Problem:
Scan the material below for the word "persistent", then copy every line in which it appears.
........
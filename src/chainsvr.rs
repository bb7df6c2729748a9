//! Chain server commands
//!
//! Methods served by the full node over plain HTTP POST. None of them carry
//! usage flags. Auxiliary types here are the structured parameters some of
//! these methods take: raw transaction inputs, funding options and block
//! template requests.

use std::collections::BTreeMap;

use pinjson_core::unions::json_kind;
use pinjson_core::{AllowHighFeesOrMaxFeeRate, DescriptorRange, HashOrHeight, RegistryBuilder, Result};
use pinjson_macros::Command;
use serde::de::{self, Deserializer};
use serde::{Deserialize, Serialize};
use serde_json::Value;

/// Sub-command of `addnode`
#[derive(Debug, Clone, Copy, PartialEq, Eq, Hash, Serialize, Deserialize)]
#[serde(rename_all = "lowercase")]
pub enum AddNodeSubCmd {
    /// Add the peer to the persistent list
    Add,
    /// Remove the peer from the persistent list
    Remove,
    /// Try a single connection
    #[serde(rename = "onetry")]
    OneTry,
}

/// Attempts to add or remove a persistent peer.
#[derive(Debug, Clone, PartialEq, Command)]
#[command(method = "addnode")]
pub struct AddNodeCmd {
    /// IP address and port of the peer to operate on
    pub addr: String,
    /// 'add' to add a persistent peer, 'remove' to remove a persistent peer, or 'onetry' to try a single connection to a peer
    #[param(usage = "\"add|remove|onetry\"")]
    pub sub_cmd: AddNodeSubCmd,
}

impl AddNodeCmd {
    pub fn new(addr: impl Into<String>, sub_cmd: AddNodeSubCmd) -> Self {
        Self {
            addr: addr.into(),
            sub_cmd,
        }
    }
}

/// Outpoint spent by a raw transaction
#[derive(Debug, Clone, PartialEq, Eq, Hash, Serialize, Deserialize)]
pub struct TransactionInput {
    pub txid: String,
    pub vout: u32,
}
........
Solution below:
    /// Add the peer to the persistent list
    /// Remove the peer from the persistent list
/// Attempts to add or remove a persistent peer.
    /// 'add' to add a persistent peer, 'remove' to remove a persistent peer, or 'onetry' to try a single connection to a peer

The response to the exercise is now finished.